The family Tayassuidae (peccaries or javelinas) is a group of New World suiform artiodactyls with an ecology much like that of the family Suidae, the true pigs of the Old World. Their last common ancestor with the family Suidae was over 37 million years ago, and since then tayassuids have evolved and diversified in isolation in North America (and eventually South America) independent of the suids. Even though there are only three living genera in the Americas today, peccaries were once much more diverse. Previous studies recognized only 7-12 genera of peccaries in North America, but very little research has been published on them in decades, and most of that research became obsolete with the large collections of good specimens newly available. I recognize 26 genera and 35 valid species in North America (all but one of them extinct).
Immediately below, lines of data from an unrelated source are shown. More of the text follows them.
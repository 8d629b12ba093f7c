use agentline_core::classify::{is_clearify_completion, is_terminal};

use crate::entry::{ClearifyGroup, DisplayEntry, StreamEvent};
use crate::options::TimelineOptions;

/// Collapse clearify round-trips into nested timelines.
///
/// A clearify completion opens a group (and timeline mode if not already
/// open). While open, every non-terminal event lands in the current group. A
/// terminal event closes the whole timeline: one `ClearifyTimeline` entry with
/// every group, then the terminal event as a plain entry. A timeline still
/// open at the end of input is flushed as-is.
pub fn build_display_entries_with_clearify_timeline(
    items: Vec<StreamEvent>,
    options: &TimelineOptions,
) -> Vec<DisplayEntry> {
    let mut out = Vec::with_capacity(items.len());
    let mut groups: Vec<ClearifyGroup> = Vec::new();

    for item in items {
        if is_clearify_completion(&item.event, &options.clearify_tool, &options.retry_markers) {
            groups.push(ClearifyGroup {
                clearify: item,
                events: Vec::new(),
            });
            continue;
        }

        let Some(current) = groups.last_mut() else {
            out.push(DisplayEntry::Event(item));
            continue;
        };

        if is_terminal(&item.event) {
            out.push(close_timeline(std::mem::take(&mut groups)));
            out.push(DisplayEntry::Event(item));
        } else {
            current.events.push(item);
        }
    }

    if !groups.is_empty() {
        out.push(close_timeline(groups));
    }
    out
}

fn close_timeline(groups: Vec<ClearifyGroup>) -> DisplayEntry {
    let ts = groups.first().and_then(|group| group.clearify.event.timestamp);
    DisplayEntry::ClearifyTimeline { groups, ts }
}

#[cfg(test)]
mod tests {
    use super::*;
    use agentline_core::testing;
    use agentline_core::{Event, EventType};

    fn items(events: Vec<Event>) -> Vec<StreamEvent> {
        events
            .into_iter()
            .enumerate()
            .map(|(i, e)| StreamEvent::new(i, e))
            .collect()
    }

    fn clearify(second: i64, call: &str) -> Event {
        testing::tool_completed(second, "t", call, "clearify", "task declared")
    }

    #[test]
    fn terminal_closes_all_groups() {
        let input = items(vec![
            clearify(0, "a"),
            testing::tool_completed(1, "t", "x1", "shell", "1"),
            testing::tool_completed(2, "t", "x2", "shell", "2"),
            clearify(3, "b"),
            testing::tool_completed(4, "t", "x3", "shell", "3"),
            testing::final_answer(5, "t", "done"),
        ]);
        let entries =
            build_display_entries_with_clearify_timeline(input, &TimelineOptions::default());

        assert_eq!(entries.len(), 2);
        match &entries[0] {
            DisplayEntry::ClearifyTimeline { groups, ts } => {
                assert_eq!(groups.len(), 2);
                assert_eq!(groups[0].clearify.source_index, 0);
                let first: Vec<usize> = groups[0].events.iter().map(|e| e.source_index).collect();
                assert_eq!(first, vec![1, 2]);
                let second: Vec<usize> = groups[1].events.iter().map(|e| e.source_index).collect();
                assert_eq!(second, vec![4]);
                assert_eq!(*ts, groups[0].clearify.event.timestamp);
            }
            other => panic!("expected clearify timeline, got {}", other.kind()),
        }
        assert_eq!(entries[1].source_index(), Some(5));
        assert_eq!(
            entries[1].as_event().map(|e| e.event_type.clone()),
            Some(EventType::ResultFinal)
        );
    }

    #[test]
    fn events_before_first_clearify_stay_top_level() {
        let input = items(vec![
            testing::core(EventType::InputReceived, 0, "t"),
            clearify(1, "a"),
            testing::tool_completed(2, "t", "x1", "shell", "1"),
        ]);
        let entries =
            build_display_entries_with_clearify_timeline(input, &TimelineOptions::default());

        assert_eq!(entries.len(), 2);
        assert_eq!(entries[0].kind(), "event");
        assert_eq!(entries[1].kind(), "clearify_timeline");
        assert_eq!(entries[1].source_index(), Some(1));
    }

    #[test]
    fn retry_sentinel_does_not_open_a_group() {
        let retry = testing::tool_completed(0, "t", "a", "clearify", "[orchestrator-retry] again");
        let entries = build_display_entries_with_clearify_timeline(
            items(vec![retry, testing::final_answer(1, "t", "x")]),
            &TimelineOptions::default(),
        );
        assert!(entries.iter().all(|entry| entry.kind() == "event"));
    }

    #[test]
    fn timeline_reopens_after_terminal() {
        let input = items(vec![
            clearify(0, "a"),
            testing::final_answer(1, "t", "one"),
            clearify(2, "b"),
            testing::core(EventType::ResultCancelled, 3, "t"),
        ]);
        let kinds: Vec<&str> =
            build_display_entries_with_clearify_timeline(input, &TimelineOptions::default())
                .iter()
                .map(DisplayEntry::kind)
                .collect();
        assert_eq!(
            kinds,
            vec!["clearify_timeline", "event", "clearify_timeline", "event"]
        );
    }
}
The earliest tayassuids included the genera Perchoerus and Thinohyus from the late Eocene to late Oligocene, followed by a late Oligocene-early Miocene radiation of the hesperhyine peccaries (8 genera and 8 species). Meanwhile, in the early and middle Miocene, the main lineages of Tayassuinae diversified, culminating with 10 genera (3 of them new) in the middle-late Miocene. Many of these late Miocene peccaries had a variety of bizarre ridges and crests flaring out from their cheekbones. The paraphyletic wastebasket taxon Prosthennops had long obscured this diversity of late Miocene peccaries, but that genus is now restricted to only its type species. By the latest Miocene, peccary diversity reduced to just a few genera, culminating with the two common Pliocene-Pleistocene genera, the flat-headed peccary Platygonus, and the long-nosed peccary Mylohyus. A new phylogeny of the family is proposed, based on a large suite of characters from not only the teeth and skulls, but also in the maxillo-palatine and choanal region unknown to most previous workers. Much of what is written online and in the paleobiological databases about peccaries is now obsolete. As a result, diversity curves based on the outdated information on the PBDB are completely the opposite of the actual pattern. Fossils of the group are so rare and unpredictable in their occurrence that peccaries cannot be used for robust biogeographic analyses.